Type I interferons (IFNs) are a family of cytokines with a wide range of biological activities including anti-viral and immune-regulatory functions. Here, we focus on the protozoan parasitic disease malaria, and examine the effects of type I IFN-signalling during Plasmodium infection of humans and experimental mice. Since the 1960s, there have been many studies in this area, but a simple explanation for the role of type I IFN has not emerged. Although epidemiological data are consistent with roles for type I IFN in influencing malaria disease severity, functional proof of this remains sparse in humans. Several different rodent-infective Plasmodium species have been employed in in vivo studies of parasite-sensing, experimental cerebral malaria, lethal malaria, liver-stage infection, and adaptive T-cell and B-cell immunity. A range of different outcomes in these studies suggests a delicately balanced, multi-faceted and highly complex role for type I IFN-signalling in malaria. This is perhaps unsurprising given the multiple parasite-sensing pathways that can trigger type I IFN production, the multiple isoforms of IFN-α/β that can be produced by both immune and non-immune cells, the differential effects of acute versus chronic type I IFN production, the role of low level 'tonic' type I IFN-signalling, and that signalling can occur via homodimeric IFNAR1 or heterodimeric IFNAR1/2 receptors. Nevertheless, the data indicate that type I IFN-signalling controls parasite numbers during liver-stage infection, and depending on host-parasite genetics, can be either detrimental or beneficial to the host during blood-stage infection. Furthermore, type I IFN can promote cytotoxic T lymphocyte immune pathology and hinder CD4⁺ T helper cell-dependent immunity during blood-stage infection. Hence, type I IFN-signalling plays highly context-dependent roles in malaria, which can be beneficial or detrimental to the host.

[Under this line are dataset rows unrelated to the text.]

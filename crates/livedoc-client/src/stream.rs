//! Supervised event stream connection.
//!
//! [`StreamClient::connect`] spawns a supervisor task that owns the
//! transport and replaces it whenever the connection drops. Decoded events
//! reach consumers through registered callbacks (synchronous, in arrival
//! order) and a broadcast channel for pull-style subscribers.
//!
//! ```text
//!   StreamHandle                         StreamSupervisor (tokio task)
//!   ┌──────────────────────┐  callbacks  ┌─────────────────────────────────┐
//!   │ .on_message(cb)      │ ◀────────── │ Transport::open → FrameStream   │
//!   │ .subscribe()         │ ◀─ bcast ── │ decode JSON, drop malformed     │
//!   │ .watch_state()       │ ◀─ watch ── │ drop → wait backoff → reopen    │
//!   │ .dispose()           │ ──cancel──▶ │ TornDown, exit                  │
//!   └──────────────────────┘             └─────────────────────────────────┘
//! ```
//!
//! There is no replay: events emitted while the connection is down are not
//! recovered on reconnect.

use std::sync::Arc;
use std::time::Duration;

use futures::StreamExt;
use livedoc_types::StreamEvent;
use parking_lot::Mutex;
use tokio::sync::{broadcast, watch};
use tokio::task::JoinHandle;
use tokio_util::sync::CancellationToken;
use tracing::{debug, info, trace, warn};

use crate::constants::{
    CONNECT_TIMEOUT, EVENT_CHANNEL_CAPACITY, RECONNECT_BACKOFF, STATUS_CHANNEL_CAPACITY,
};
use crate::endpoint::StreamEndpoint;
use crate::sse::SseFrame;
use crate::subscriptions::{ConnectionStatus, StreamState};
use crate::transport::{FrameStream, Transport, TransportError};

type MessageCallback = Box<dyn FnMut(&StreamEvent) + Send>;

/// Supervisor tuning.
#[derive(Clone, Debug)]
pub struct StreamConfig {
    /// Fixed wait before each reconnect attempt.
    pub reconnect_backoff: Duration,
    /// Upper bound on a single open attempt.
    pub connect_timeout: Duration,
    /// Broadcast capacity for [`StreamHandle::subscribe`].
    pub event_capacity: usize,
}

impl Default for StreamConfig {
    fn default() -> Self {
        Self {
            reconnect_backoff: RECONNECT_BACKOFF,
            connect_timeout: CONNECT_TIMEOUT,
            event_capacity: EVENT_CHANNEL_CAPACITY,
        }
    }
}

/// State shared between the handle and its supervisor.
struct Shared {
    callbacks: Mutex<Vec<MessageCallback>>,
    state_tx: watch::Sender<StreamState>,
    event_tx: broadcast::Sender<StreamEvent>,
    status_tx: broadcast::Sender<ConnectionStatus>,
}

impl Shared {
    /// Move to `next` unless already torn down.
    fn set_state(&self, next: StreamState) {
        self.state_tx.send_if_modified(|state| {
            if state.is_terminal() || *state == next {
                return false;
            }
            trace!(from = ?*state, to = ?next, "stream state");
            *state = next;
            true
        });
    }

    fn notify(&self, status: ConnectionStatus) {
        let _ = self.status_tx.send(status);
    }

    fn deliver(&self, event: StreamEvent) {
        {
            let mut callbacks = self.callbacks.lock();
            for callback in callbacks.iter_mut() {
                callback(&event);
            }
        }
        let _ = self.event_tx.send(event);
    }
}

// ============================================================================
// StreamClient / StreamHandle
// ============================================================================

/// Entry point for opening supervised event streams.
pub struct StreamClient;

impl StreamClient {
    /// Start streaming from `endpoint`. Must be called inside a tokio runtime.
    pub fn connect(
        endpoint: StreamEndpoint,
        transport: Arc<dyn Transport>,
        config: StreamConfig,
    ) -> StreamHandle {
        Self::spawn(endpoint, transport, config, Vec::new())
    }

    /// Like [`connect`](Self::connect), with `callback` registered before the
    /// supervisor starts so that no event can slip past it.
    pub fn connect_with<F>(
        endpoint: StreamEndpoint,
        transport: Arc<dyn Transport>,
        config: StreamConfig,
        callback: F,
    ) -> StreamHandle
    where
        F: FnMut(&StreamEvent) + Send + 'static,
    {
        Self::spawn(endpoint, transport, config, vec![Box::new(callback)])
    }

    fn spawn(
        endpoint: StreamEndpoint,
        transport: Arc<dyn Transport>,
        config: StreamConfig,
        callbacks: Vec<MessageCallback>,
    ) -> StreamHandle {
        let (state_tx, _) = watch::channel(StreamState::Connecting);
        let (event_tx, _) = broadcast::channel(config.event_capacity.max(1));
        let (status_tx, _) = broadcast::channel(STATUS_CHANNEL_CAPACITY);
        let shared = Arc::new(Shared {
            callbacks: Mutex::new(callbacks),
            state_tx,
            event_tx,
            status_tx,
        });
        let cancel = CancellationToken::new();

        let supervisor = StreamSupervisor {
            endpoint: endpoint.clone(),
            transport,
            config,
            shared: Arc::clone(&shared),
            cancel: cancel.clone(),
        };
        let task = tokio::spawn(supervisor.run());

        StreamHandle {
            endpoint,
            shared,
            cancel,
            task: Some(task),
        }
    }
}

/// Owner's handle to one logical connection.
///
/// Dropping the handle disposes it.
pub struct StreamHandle {
    endpoint: StreamEndpoint,
    shared: Arc<Shared>,
    cancel: CancellationToken,
    task: Option<JoinHandle<()>>,
}

impl StreamHandle {
    /// Register a callback for every decoded event.
    ///
    /// Callbacks run on the supervisor task, one event at a time, in arrival
    /// order. Registering from inside a callback deadlocks.
    pub fn on_message<F>(&self, callback: F)
    where
        F: FnMut(&StreamEvent) + Send + 'static,
    {
        self.shared.callbacks.lock().push(Box::new(callback));
    }

    /// Pull-style subscription to decoded events.
    pub fn subscribe(&self) -> broadcast::Receiver<StreamEvent> {
        self.shared.event_tx.subscribe()
    }

    /// Connection lifecycle notifications.
    pub fn subscribe_status(&self) -> broadcast::Receiver<ConnectionStatus> {
        self.shared.status_tx.subscribe()
    }

    pub fn state(&self) -> StreamState {
        *self.shared.state_tx.borrow()
    }

    pub fn watch_state(&self) -> watch::Receiver<StreamState> {
        self.shared.state_tx.subscribe()
    }

    pub fn endpoint(&self) -> &StreamEndpoint {
        &self.endpoint
    }

    /// Stop streaming. No reconnect happens after this returns.
    pub fn dispose(&mut self) {
        if self.cancel.is_cancelled() {
            return;
        }
        debug!(endpoint = %self.endpoint, "disposing stream handle");
        self.cancel.cancel();
        self.shared.set_state(StreamState::TornDown);
    }

    /// Dispose and wait for the supervisor task to exit.
    pub async fn shutdown(mut self) {
        self.dispose();
        if let Some(task) = self.task.take() {
            let _ = task.await;
        }
    }
}

impl Drop for StreamHandle {
    fn drop(&mut self) {
        self.dispose();
    }
}

// ============================================================================
// StreamSupervisor (internal)
// ============================================================================

enum OpenOutcome {
    Opened(FrameStream),
    Failed(TransportError),
    Cancelled,
}

enum PumpOutcome {
    Dropped(TransportError),
    Cancelled,
}

/// Owns the transport and the reconnect loop.
struct StreamSupervisor {
    endpoint: StreamEndpoint,
    transport: Arc<dyn Transport>,
    config: StreamConfig,
    shared: Arc<Shared>,
    cancel: CancellationToken,
}

impl StreamSupervisor {
    async fn run(self) {
        let mut attempt: u32 = 0;
        loop {
            self.shared.set_state(StreamState::Connecting);
            match self.open().await {
                OpenOutcome::Cancelled => break,
                OpenOutcome::Failed(e) => {
                    warn!(endpoint = %self.endpoint, error = %e, "event stream connect failed");
                    self.shared.notify(ConnectionStatus::Error(e.to_string()));
                }
                OpenOutcome::Opened(frames) => {
                    attempt = 0;
                    info!(endpoint = %self.endpoint, "event stream open");
                    self.shared.set_state(StreamState::Open);
                    self.shared.notify(ConnectionStatus::Connected);
                    match self.pump(frames).await {
                        PumpOutcome::Cancelled => break,
                        PumpOutcome::Dropped(e) => {
                            warn!(endpoint = %self.endpoint, error = %e, "event stream dropped");
                            self.shared.notify(ConnectionStatus::Disconnected);
                        }
                    }
                }
            }

            attempt = attempt.saturating_add(1);
            self.shared.set_state(StreamState::ClosedRetrying);
            self.shared.notify(ConnectionStatus::Reconnecting { attempt });
            debug!(
                attempt,
                backoff_ms = self.config.reconnect_backoff.as_millis() as u64,
                "scheduling reconnect"
            );
            tokio::select! {
                biased;
                _ = self.cancel.cancelled() => break,
                _ = tokio::time::sleep(self.config.reconnect_backoff) => {}
            }
        }

        self.shared.set_state(StreamState::TornDown);
        debug!(endpoint = %self.endpoint, "stream supervisor shutting down");
    }

    async fn open(&self) -> OpenOutcome {
        let attempt = tokio::time::timeout(
            self.config.connect_timeout,
            self.transport.open(&self.endpoint),
        );
        tokio::select! {
            biased;
            _ = self.cancel.cancelled() => OpenOutcome::Cancelled,
            result = attempt => match result {
                Ok(Ok(frames)) => OpenOutcome::Opened(frames),
                Ok(Err(e)) => OpenOutcome::Failed(e),
                Err(_) => OpenOutcome::Failed(TransportError::Timeout(self.config.connect_timeout)),
            },
        }
    }

    /// Deliver frames until the connection ends. The frame stream is dropped
    /// (closing the transport) on return.
    async fn pump(&self, mut frames: FrameStream) -> PumpOutcome {
        loop {
            tokio::select! {
                biased;
                _ = self.cancel.cancelled() => return PumpOutcome::Cancelled,
                next = frames.next() => match next {
                    Some(Ok(frame)) => self.handle_frame(frame),
                    Some(Err(e)) => return PumpOutcome::Dropped(e),
                    None => return PumpOutcome::Dropped(TransportError::Closed),
                },
            }
        }
    }

    fn handle_frame(&self, frame: SseFrame) {
        match StreamEvent::from_json(&frame.data) {
            Ok(event) => {
                trace!(kind = %event.kind, "stream event");
                self.shared.deliver(event);
            }
            Err(e) => {
                warn!(
                    error = %e,
                    event = frame.event.as_deref().unwrap_or(""),
                    len = frame.data.len(),
                    "dropping malformed stream event"
                );
            }
        }
    }
}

Keywords: cytokines; interferons; malaria; mouse models; parasitology.

Figure 1

Effects of Type I interferon (IFN) during liver‐stage and blood‐stage Plasmodium infection. Liver‐stage of infection: parasite RNA is sensed partly via melanoma differentiation‐associated protein 5 (MDA5) and mitochondrial antiviral signalling protein (MAVS) in the cytosol of hepatocytes, triggering a type I IFN response dependent on IFN regulatory factor 3 (IRF3). This promotes anti‐parasitic immune responses that require involvement from monocytes and IFN‐γ‐producing natural killer T (NKT) cells. Blood‐stage of infection: Type I IFN can be produced by multiple myeloid cells including plasmacytoid dendritic cells (pDC) in the bone marrow, blood and spleen, and splenic conventional dendritic cells (cDC). This can impact on other myeloid cells, such as activating neutrophils to promote liver damage, or to suppress monocyte up‐regulation of major histocompatibility complex class II (MHCII) or interleukin‐6 (IL‐6) expression. Type I IFN can directly impede cDC from activating T helper type 1 (Th1) and follicular T helper (Tfh) differentiation in CD4⁺ T cells, with downstream negative impacts on cellular and antibody immunity. Type I IFN can also act directly on CD4⁺ T cells in the spleen to drive IL‐10 production by Type 1 regulatory (Tr1) cells. Finally, Type I IFN plays a major role in licensing cytotoxic T lymphocyte (CTL)‐mediated immune‐pathology in the brain during experimental cerebral malaria, via direct signalling to CD8⁺ T cells.